### [Activity]
Each entry below must appear in the answer exactly as written.

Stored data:

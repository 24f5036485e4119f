//! Error taxonomy for the OCR pipeline.
//!
//! Only [`ConfigurationError`] ever escapes the orchestrator. Engine and
//! correction failures are recorded as data inside the response.

use std::time::Duration;

/// Invalid request configuration. Raised before any engine runs.
#[derive(Debug, Clone, PartialEq, thiserror::Error)]
pub enum ConfigurationError {
    #[error("No OCR engines requested")]
    NoEngines,

    #[error("Unknown OCR engine: {name}. Available: {available:?}")]
    UnknownEngine {
        name: String,
        available: Vec<String>,
    },

    #[error("Invalid language tag: {0:?}")]
    InvalidLanguage(String),

    #[error("Unknown combination method: {0}. Expected best_confidence or longest_text")]
    UnknownCombinationMethod(String),

    #[error("File type not supported: {0}. Allowed types: png, jpg, jpeg, tiff, tif, pdf, txt")]
    UnsupportedFileType(String),

    #[error("Engine {engine} needs a plain-text transcript (.txt), got {filename}")]
    TranscriptRequired { engine: String, filename: String },
}

/// Why an AI correction did not produce a result.
#[derive(Debug, thiserror::Error)]
pub enum CorrectionError {
    #[error("AI correction not available - no correction backend configured")]
    Unavailable,

    #[error("Correction backend timed out after {0:?}")]
    Timeout(Duration),

    #[error("Correction backend returned no confidence score")]
    MissingConfidence,

    #[error("Correction backend returned an empty text")]
    EmptyResponse,

    #[error("Correction backend error: {0:#}")]
    Backend(#[from] anyhow::Error),
}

### [Solved exercise]
repository 24f5036485e4119f
//! Error taxonomy for the OCR pipeline.
//!
//! Only [`ConfigurationError`] ever escapes the orchestrator. Engine and
//! correction failures are recorded as data inside the response.

use std::time::Duration;

/// Invalid request configuration. Raised before any engine runs.
#[derive(Debug, Clone, PartialEq, thiserror::Error)]
pub enum ConfigurationError {
    #[error("No OCR engines requested")]
    NoEngines,

    #[error("Unknown OCR engine: {name}. Available: {available:?}")]
    UnknownEngine {
        name: String,
        available: Vec<String>,
    },

    #[error("Invalid language tag: {0:?}")]
    InvalidLanguage(String),

    #[error("Unknown combination method: {0}. Expected best_confidence or longest_text")]
    UnknownCombinationMethod(String),

    #[error("File type not supported: {0}. Allowed types: png, jpg, jpeg, tiff, tif, pdf, txt")]
    UnsupportedFileType(String),

    #[error("Engine {engine} needs a plain-text transcript (.txt), got {filename}")]
    TranscriptRequired { engine: String, filename: String },
}

/// Why an AI correction did not produce a result.
#[derive(Debug, thiserror::Error)]
pub enum CorrectionError {
    #[error("AI correction not available - no correction backend configured")]
    Unavailable,

    #[error("Correction backend timed out after {0:?}")]
    Timeout(Duration),

    #[error("Correction backend returned no confidence score")]
    MissingConfidence,

    #[error("Correction backend returned an empty text")]
    EmptyResponse,

    #[error("Correction backend error: {0:#}")]
    Backend(#[from] anyhow::Error),
}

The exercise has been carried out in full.